For some reason there have been a spate of blogs posts & reviews of late.  They interact with the book in a variety of ways.  And the comments show the typical polarization taking place.

Tim Keller has a typically good number of impressions about the book.  He mentions some positives about the book (including the use of narrative to convey theology), and some concerns he has (including the theology conveyed in this narrative).  Those concerns center on ideas present in the book that undermine biblical, historic, orthodox Christianity.  One pertinent concern is that it really does not prepare anyone to meet the God of the Bible.  The god portrayed is a more post-modern, neutered deity who fails to recognize the relational nature of sin, and how the Law reveals love.  If we are expecting people to become Christians after reading this, the bait & switch tactic is unloving and unfair.  It is unloving to our neighbor, and to God (whose character is misrepresented, which sounds like bearing false witness to me).

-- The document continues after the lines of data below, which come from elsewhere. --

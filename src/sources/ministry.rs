use super::{fetch_text, parse_count, ScrapeError};
use crate::config::MinistryConfig;
use crate::health::HealthCheck;
use crate::types::{Breakdown, RawRow, RawStat, Scope, TagKey, Total};
use anyhow::{Context, Result};
use regex::Regex;
use reqwest::Client;
use serde::Deserialize;
use tracing::debug;

const BEZIRKE: &str = "/Bezirke.js";
const BUNDESLAND: &str = "/Bundesland.js";
const AGE: &str = "/Altersverteilung.js";
const SEX: &str = "/Geschlechtsverteilung.js";
const SIMPLE_DATA: &str = "/SimpleData.js";

/// National health ministry dashboard: several small JavaScript files that
/// each assign a JSON array, plus a free-text file with the totals.
#[derive(Debug, Clone)]
pub struct MinistrySource {
    pub url: String,
    pub country: String,
    pub totals: Vec<(Total, Regex)>,
    pub health: Vec<HealthCheck>,
}

#[derive(Debug, Deserialize, PartialEq)]
pub struct Entry {
    #[serde(alias = "Label")]
    pub label: String,
    #[serde(alias = "Y")]
    pub y: u64,
}

impl MinistrySource {
    pub fn new(config: &MinistryConfig) -> Result<Self> {
        let totals = config
            .totals
            .patterns()
            .into_iter()
            .map(|(total, pattern)| -> Result<(Total, Regex)> {
                let regex = Regex::new(pattern)
                    .with_context(|| format!("Invalid totals pattern for {:?}: {}", total, pattern))?;
                Ok((total, regex))
            })
            .collect::<Result<Vec<_>>>()?;

        Ok(Self {
            url: config.url.trim_end_matches('/').to_string(),
            country: config.country.clone(),
            totals,
            health: config.health.clone(),
        })
    }

    pub async fn fetch_rows(&self, client: &Client) -> Result<Vec<RawRow>, ScrapeError> {
        let mut rows = Vec::new();

        for entry in self.fetch_array(client, BEZIRKE).await? {
            rows.push(self.location_row(Scope::Bezirk, entry.label, entry.y));
        }
        for entry in self.fetch_array(client, BUNDESLAND).await? {
            let name = province_name(&entry.label).to_string();
            rows.push(self.location_row(Scope::Province, name, entry.y));
        }
        for (kind, endpoint) in [(Breakdown::Age, AGE), (Breakdown::Sex, SEX)] {
            for entry in self.fetch_array(client, endpoint).await? {
                rows.push(RawRow::Breakdown {
                    kind,
                    country: self.country.clone(),
                    bucket: entry.label,
                    count: entry.y,
                });
            }
        }

        let text = fetch_text(client, &self.endpoint(SIMPLE_DATA)).await?;
        rows.extend(parse_totals(&text, &self.totals));

        Ok(rows)
    }

    fn endpoint(&self, path: &str) -> String {
        format!("{}{}", self.url, path)
    }

    async fn fetch_array(&self, client: &Client, path: &str) -> Result<Vec<Entry>, ScrapeError> {
        let url = self.endpoint(path);
        let body = fetch_text(client, &url).await?;
        parse_array(&url, &body)
    }

    fn location_row(&self, scope: Scope, location: String, infected: u64) -> RawRow {
        RawRow::Location {
            scope,
            stat: RawStat::new(location, infected, 0).with_dimension(TagKey::Country, self.country.as_str()),
        }
    }
}

/// Decodes the array literal inside a `var x = [...];` script.
pub fn parse_array(url: &str, body: &str) -> Result<Vec<Entry>, ScrapeError> {
    let (Some(start), Some(end)) = (body.find('['), body.rfind(']')) else {
        return Err(ScrapeError::StructureNotFound {
            url: url.to_string(),
            what: "array".to_string(),
        });
    };
    if end < start {
        return Err(ScrapeError::StructureNotFound {
            url: url.to_string(),
            what: "array".to_string(),
        });
    }

    serde_json::from_str(&body[start..=end]).map_err(|e| ScrapeError::Decode {
        url: url.to_string(),
        reason: e.to_string(),
    })
}

/// Full province name for the dashboard's abbreviations. Unknown labels
/// are passed through.
pub fn province_name(label: &str) -> &str {
    match label.trim() {
        "Bgld" => "Burgenland",
        "Ktn" => "Kärnten",
        "NÖ" => "Niederösterreich",
        "OÖ" => "Oberösterreich",
        "Sbg" => "Salzburg",
        "Stmk" => "Steiermark",
        "T" => "Tirol",
        "Vbg" => "Vorarlberg",
        "W" => "Wien",
        other => other,
    }
}

/// Totals found in free text. Patterns that do not match yield nothing.
pub fn parse_totals(text: &str, patterns: &[(Total, Regex)]) -> Vec<RawRow> {
    patterns
        .iter()
        .filter_map(|(kind, regex)| {
            let Some(value) = regex.captures(text).and_then(|c| c.get(1)) else {
                debug!("Totals pattern for {:?} did not match", kind);
                return None;
            };
            Some(RawRow::Total {
                kind: *kind,
                value: parse_count(value.as_str()),
            })
        })
        .collect()
}

#[cfg(test)]
mod tests {
    use super::*;
    use axum::routing::get;
    use axum::Router;
    use tokio::net::TcpListener;

    fn dashboard(with_sex: bool) -> Router {
        let router = Router::new()
            .route(
                "/data/Bezirke.js",
                get(|| async { r#"var dpBezirke = [{"label":"Graz(Stadt)","y":120},{"label":"Innsbruck-Land","y":95}];"# }),
            )
            .route(
                "/data/Bundesland.js",
                get(|| async { r#"var dpBundesland = [{"label":"W","y":1021},{"label":"Stmk","y":430}];"# }),
            )
            .route(
                "/data/Altersverteilung.js",
                get(|| async { r#"var dpAltersverteilung = [{"label":"<5","y":7},{"label":"5-14","y":30}];"# }),
            )
            .route(
                "/data/SimpleData.js",
                get(|| async { "var Erkrankungen = 4486; var Stand = '21.03.2020';" }),
            );
        if with_sex {
            router.route(
                "/data/Geschlechtsverteilung.js",
                get(|| async { r#"var dpGeschlechtsverteilung = [{"label":"weiblich","y":48},{"label":"männlich","y":52}];"# }),
            )
        } else {
            router
        }
    }

    async fn serve(router: Router) -> String {
        let listener = TcpListener::bind("127.0.0.1:0").await.unwrap();
        let addr = listener.local_addr().unwrap();
        tokio::spawn(async move {
            axum::serve(listener, router).await.unwrap();
        });
        format!("http://{}/data/", addr)
    }

    fn source(url: String) -> MinistrySource {
        let mut config = MinistryConfig::default();
        config.url = url;
        MinistrySource::new(&config).unwrap()
    }

    fn client() -> Client {
        Client::builder().no_proxy().build().unwrap()
    }

    fn location(scope: Scope, name: &str, infected: u64) -> RawRow {
        RawRow::Location {
            scope,
            stat: RawStat::new(name, infected, 0).with_dimension(TagKey::Country, "Austria"),
        }
    }

    fn breakdown(kind: Breakdown, bucket: &str, count: u64) -> RawRow {
        RawRow::Breakdown {
            kind,
            country: "Austria".into(),
            bucket: bucket.into(),
            count,
        }
    }

    #[tokio::test]
    async fn fetches_every_endpoint_in_order() {
        let source = source(serve(dashboard(true)).await);
        let rows = source.fetch_rows(&client()).await.unwrap();

        assert_eq!(
            rows,
            [
                location(Scope::Bezirk, "Graz(Stadt)", 120),
                location(Scope::Bezirk, "Innsbruck-Land", 95),
                location(Scope::Province, "Wien", 1021),
                location(Scope::Province, "Steiermark", 430),
                breakdown(Breakdown::Age, "<5", 7),
                breakdown(Breakdown::Age, "5-14", 30),
                breakdown(Breakdown::Sex, "weiblich", 48),
                breakdown(Breakdown::Sex, "männlich", 52),
                RawRow::Total { kind: Total::Confirmed, value: 4486 },
            ]
        );
    }

    #[tokio::test]
    async fn one_missing_endpoint_fails_the_whole_source() {
        let source = source(serve(dashboard(false)).await);
        let err = source.fetch_rows(&client()).await.unwrap_err();

        match &err {
            ScrapeError::Transport { url, .. } => assert!(url.ends_with("/data/Geschlechtsverteilung.js")),
            other => panic!("unexpected error {:?}", other),
        }
        assert!(!err.is_schema_drift());
    }

    #[test]
    fn decodes_assigned_array() {
        let body = r#"var dpBundesland = [{"label":"W","y":1021},{"label":"NÖ","y":664}];"#;
        let entries = parse_array("http://x/Bundesland.js", body).unwrap();
        assert_eq!(
            entries,
            [
                Entry { label: "W".into(), y: 1021 },
                Entry { label: "NÖ".into(), y: 664 },
            ]
        );
    }

    #[test]
    fn accepts_capitalized_keys() {
        let entries = parse_array("u", r#"[{"Label":"<5","Y":7}]"#).unwrap();
        assert_eq!(entries[0].label, "<5");
        assert_eq!(entries[0].y, 7);
    }

    #[test]
    fn missing_array_is_not_found() {
        let err = parse_array("u", "var x = 3;").unwrap_err();
        assert!(matches!(err, ScrapeError::StructureNotFound { .. }));
        let err = parse_array("u", "] oops [").unwrap_err();
        assert!(matches!(err, ScrapeError::StructureNotFound { .. }));
    }

    #[test]
    fn malformed_array_is_decode_error() {
        let err = parse_array("u", "var x = [{label: 'W', y: 1}];").unwrap_err();
        assert!(matches!(err, ScrapeError::Decode { .. }));
        assert!(err.is_schema_drift());
    }

    #[test]
    fn maps_province_abbreviations() {
        assert_eq!(province_name("W"), "Wien");
        assert_eq!(province_name("OÖ"), "Oberösterreich");
        assert_eq!(province_name(" Ktn "), "Kärnten");
        assert_eq!(province_name("Tirol"), "Tirol");
    }

    #[test]
    fn extracts_configured_totals() {
        let mut config = MinistryConfig::default();
        config.totals.tests = Some(r"Testungen = ([0-9.]+)".into());
        config.totals.healed = Some(r"Genesen = ([0-9]+)".into());
        let source = MinistrySource::new(&config).unwrap();

        let text = "var Erkrankungen = 4486; var Testungen = 32.407; var Stand = '21.03.2020';";
        let rows = parse_totals(text, &source.totals);
        assert_eq!(
            rows,
            [
                RawRow::Total { kind: Total::Confirmed, value: 4486 },
                RawRow::Total { kind: Total::Tests, value: 32407 },
            ]
        );
    }

    #[test]
    fn trims_trailing_slash_from_base_url() {
        let mut config = MinistryConfig::default();
        config.url = "http://localhost/data/".into();
        let source = MinistrySource::new(&config).unwrap();
        assert_eq!(source.endpoint(BEZIRKE), "http://localhost/data/Bezirke.js");
    }
}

Al Mohler laments the lack of evangelical discernment in this whole affair.  He addresses one of the defenses of the book- that it is a work of fiction, not a theological treatise- quite well.

The theology of The Shack is not incidental to the story. Indeed, at most points the narrative seems mainly to serve as a structure for the dialogues. And the dialogues reveal a theology that is unconventional at best, and undoubtedly heretical in certain respects.